O MST nasce no nosso Estado em um contexto migratório e de conflito social de luta pela terra. A identidade do movimento e das pessoas que nele militam necessariamente há de ser compreendida num âmbito comparativo e de contraste com a alteridade. A terra, no Brasil, desde o período colonial sempre foi sinônimo de poder e riqueza. Esta relação prepotente e exclusivista tem gerado no trabalhador rural uma consciência ambígua reproduzindo, de um lado, os interesses da classe dominante que coloca o trabalho e a posse da terra como condições necessárias para a mudança e, de outro, ajuda a desenvolver o sentimento de pertença a uma classe que se identifica frente aos outros.

A teoria da identidade, tratada de modo parcial pela Escola de Chicago e de Manchester, não tem sido desenvolvida até o presente de maneira global (Pujadas, 1993:10), de maneira que possamos, conduzidos por ela, encontrar uma explicação cômoda  a todas as significações simbólicas dos elementos socioculturais. Historicamente, os esforços teóricos para explicar os fenômenos étnicos têm seguido diferentes caminhos: Durkheim fundamenta a identidade no grupo ao qual se pertence, Marx  a explica através das contradições e luta de classes, Lévi-Strauss (1981:369) a imagina como um indefinido “fundo Virtual”. Tendo em conta os diferentes enfoques, recorremos a um modelo integrador, ao qual somamos a contribuição de Fredrik Barth (1976:10) que enfoca o estudo  da identidade como um processo resultante de vários fatores derivados da dinâmica de inclusão e exclusão [5] ; o que nos permite entendê-la como um sentimento que se vai configurando, a nível individual e coletivo, a partir do contraste de semelhança e diferença (Oliveira, 1998:40) a vários níveis (Pujadas, 1993:85). 

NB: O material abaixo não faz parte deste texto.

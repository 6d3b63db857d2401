use std::sync::Arc;

use serde_json::Value as JsonValue;

use crate::types::{Match, Metadata};

/// Mutable view of a match under construction, handed to a hunter's
/// enrichment callback.
///
/// Node, path, depth and score are read-only here; only the metadata bag
/// can be written.
#[derive(Debug)]
pub struct MatchContext<N> {
    inner: Match<N>,
}

impl<N> MatchContext<N> {
    pub(crate) fn new(hunter: Arc<str>, node: N, path: Vec<N>, depth: usize, score: f64) -> Self {
        Self {
            inner: Match {
                node,
                hunter,
                score,
                path,
                depth,
                metadata: Metadata::new(),
            },
        }
    }

    pub fn node(&self) -> &N {
        &self.inner.node
    }

    pub fn path(&self) -> &[N] {
        &self.inner.path
    }

    pub fn depth(&self) -> usize {
        self.inner.depth
    }

    pub fn hunter(&self) -> &str {
        &self.inner.hunter
    }

    pub fn score(&self) -> f64 {
        self.inner.score
    }

    pub fn metadata(&self) -> &Metadata {
        &self.inner.metadata
    }

    pub fn get(&self, key: &str) -> Option<&JsonValue> {
        self.inner.metadata.get(key)
    }

    /// Write `key` into the metadata bag; a later write to the same key wins.
    pub fn enrich(&mut self, key: impl Into<String>, value: impl Into<JsonValue>) -> &mut Self {
        self.inner.metadata.insert(key.into(), value.into());
        self
    }

    /// Merge every entry of `entries` into the metadata bag.
    pub fn enrich_all<K, V, I>(&mut self, entries: I) -> &mut Self
    where
        K: Into<String>,
        V: Into<JsonValue>,
        I: IntoIterator<Item = (K, V)>,
    {
        for (key, value) in entries {
            self.enrich(key, value);
        }
        self
    }

    pub(crate) fn into_match(self) -> Match<N> {
        self.inner
    }
}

A eficácia da identidade étnica reside na capacidade de combinar interesses e vínculos efetivos independentemente da classe social, na procura por direitos coletivos frente a uma tendência monocultural do Estado (Fabregat, 1984). O reconhecimento coletivo de um direito, que não surge apenas de situações de miséria e discriminação, mas também da tomada de consciência da dignidade humana (Warrem, 1996:69), é o que explica a formação de um movimento social como o MST.

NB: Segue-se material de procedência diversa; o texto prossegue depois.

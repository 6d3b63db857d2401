//! Workspace umbrella crate for Knvectis.
//!
//! This crate stitches the traverser, the hunt engine and the structural
//! primitives together so callers can configure and run hunts over a
//! [`Forest`] with a single API entry point.

pub mod config;

pub use config::{
    ConfigLoadError, EngineYamlConfig, KnvectisConfig, LoggingYamlConfig, TraversalYamlConfig,
};
pub use hunt::{
    depth_signal, path_signal, set_hunt_metrics, Criteria, Engine, EngineConfig, FailurePolicy,
    Hunt, HuntError, HuntMetrics, HuntStage, HuntStats, Hunter, HunterFailure, Match,
    MatchContext, MatchSummary, Metadata,
};
pub use objects::{
    object_resolvers, object_traverser, Forest, Handle, MatchLevel, NotifyMode, ObjectError,
    ObjectKind, ObjectRef, PruneFrom, PruneType, RelationshipType, Retention, RetentionPolicy,
};
pub use traverse::{
    Node, ResolverKind, Resolvers, RuleError, TraversalConfig, TraversalMode, TraverseError,
    Traverser, Visit,
};

use std::sync::Arc;

use thiserror::Error;

/// Errors surfaced by the umbrella helpers.
#[derive(Debug, Error)]
pub enum KnvectisError {
    #[error("configuration failure: {0}")]
    Config(#[from] ConfigLoadError),
    #[error("object failure: {0}")]
    Object(#[from] ObjectError),
    #[error("traversal failure: {0}")]
    Traverse(#[from] TraverseError),
    #[error("hunt failure: {0}")]
    Hunt(#[from] HuntError),
}

/// Build an engine over [`ObjectRef`] nodes with the traversal and engine
/// sections of `config`. Hunters still need to be added.
pub fn forest_engine(config: &KnvectisConfig) -> Result<Engine<ObjectRef>, KnvectisError> {
    let traverser = object_traverser(config.traversal.to_traversal_config())?;
    let engine = Engine::with_config(Arc::new(traverser), config.engine.to_engine_config())?;
    Ok(engine)
}

/// Small knowledge tree used by the demo binary, benches and tests.
///
/// ```text
/// Knowledge Root (tree)
/// ├── AI (branch)
/// │   ├── Neural Networks (leaf)        ── depends_on ──> Graph Theory
/// │   └── Reinforcement Learning (leaf) ── extends ─────> Neural Networks
/// └── Mathematics (branch)
///     └── Graph Theory (leaf)
/// ```
///
/// Returns the frozen forest and the handle of the tree.
pub fn knowledge_demo() -> Result<(Arc<Forest>, Handle), ObjectError> {
    let mut forest = Forest::new();
    let root = forest.create_with_id(ObjectKind::Tree, "knowledge-root", "Knowledge Root")?;
    let ai = forest.add(root, ObjectKind::Branch, "AI")?;
    let math = forest.add(root, ObjectKind::Branch, "Mathematics")?;
    let nn = forest.add(ai, ObjectKind::Leaf, "Neural Networks")?;
    let rl = forest.add(ai, ObjectKind::Leaf, "Reinforcement Learning")?;
    let gt = forest.add(math, ObjectKind::Leaf, "Graph Theory")?;

    forest.link(nn, gt, RelationshipType::DependsOn)?;
    forest.link(rl, nn, RelationshipType::Extends)?;
    forest.set_metadata(nn, "field", "machine learning")?;
    forest.set_metadata(rl, "field", "machine learning")?;
    forest.set_metadata(gt, "field", "discrete mathematics")?;

    Ok((forest.share(), root))
}

/// Hunters run by the demo binary.
pub fn demo_hunters() -> Vec<Hunter<ObjectRef>> {
    vec![
        Hunter::new("learning", |node: &ObjectRef| {
            node.name().to_lowercase().contains("learning")
        }),
        Hunter::new("leaves", |node: &ObjectRef| node.is_leaf())
            .with_scorer(|node: &ObjectRef| node.name().len() as f64)
            .on_match(depth_signal),
        Hunter::from_criteria(
            "machine-learning",
            Criteria::new().with_attribute("field", "machine learning"),
        )
        .on_match(|ctx: &mut MatchContext<ObjectRef>| {
            let level = ctx.node().level().map(|l| l as u8);
            ctx.enrich("level", level);
        }),
    ]
}

/// Install the global `tracing` subscriber described by `logging`.
///
/// `RUST_LOG` takes precedence over `logging.level`. Returns `false` if a
/// subscriber was already installed.
#[cfg(feature = "cli")]
pub fn init_tracing(logging: &LoggingYamlConfig) -> bool {
    use tracing_subscriber::EnvFilter;

    let filter = EnvFilter::try_from_default_env()
        .unwrap_or_else(|_| EnvFilter::new(logging.level.as_str()));
    let builder = tracing_subscriber::fmt()
        .with_env_filter(filter)
        .with_target(false);
    if logging.json {
        builder.json().try_init().is_ok()
    } else {
        builder.try_init().is_ok()
    }
}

Origens do MST de Rondônia

           A origem próxima do MST a nível nacional, se adotarmos uma referência geográfica, podemos situá-la na expulsão dos colonos que viviam na reserva indígena dos kaigangs, Nonoai, no Rio Grande do Sul.  Sem terra e sem trabalho as família foram acampar  na beira da estrada e iniciaram a se organizar em torno da luta pela terra  Em termos históricos o MST situa-se em continuidade com a União dos Lavradores e Trabalhadores Agrícolas do Brasil (ULTAB’s), o Movimento dos Agricultores Sem Terra (MASTER) e as Ligas Camponesas, de quem o MST sente-se particularmente herdeiro. Se optarmos por uma perspetiva ideológica, a fonte está no trabalho pastoral da Igreja Católica e da igreja Luterana. A comissão  Pastoral da Terra (CPT), organismo da Igreja, promoveu a primeira ocupação organizada na cidade de Ronda Alta, reunindo agricultores sem terra de todo o Estado do Rio Grande do Sul. A aplicação prática da teologia da Libertação promovida pela CPT conscientizou muitos camponeses em relação ao seu valor como pessoas e sobre a necessidade da luta pela terra, o que fez com que acontecimentos semelhantes ocorressem nos demais Estados do Sul, no Mato Grosso e em São Paulo, contribuindo  para o surgimento de diversas lideranças. O desenvolvimento da organização em direção à construção de uma entidade de alcance nacional para lutar pela terra, pela Reforma Agrária e por uma sociedade mais justa culminou no 1º Encontro dos Trabalhadores Rurais Sem Terra em 1985, cujas lideranças  reunidas fundaram oficialmente o MST.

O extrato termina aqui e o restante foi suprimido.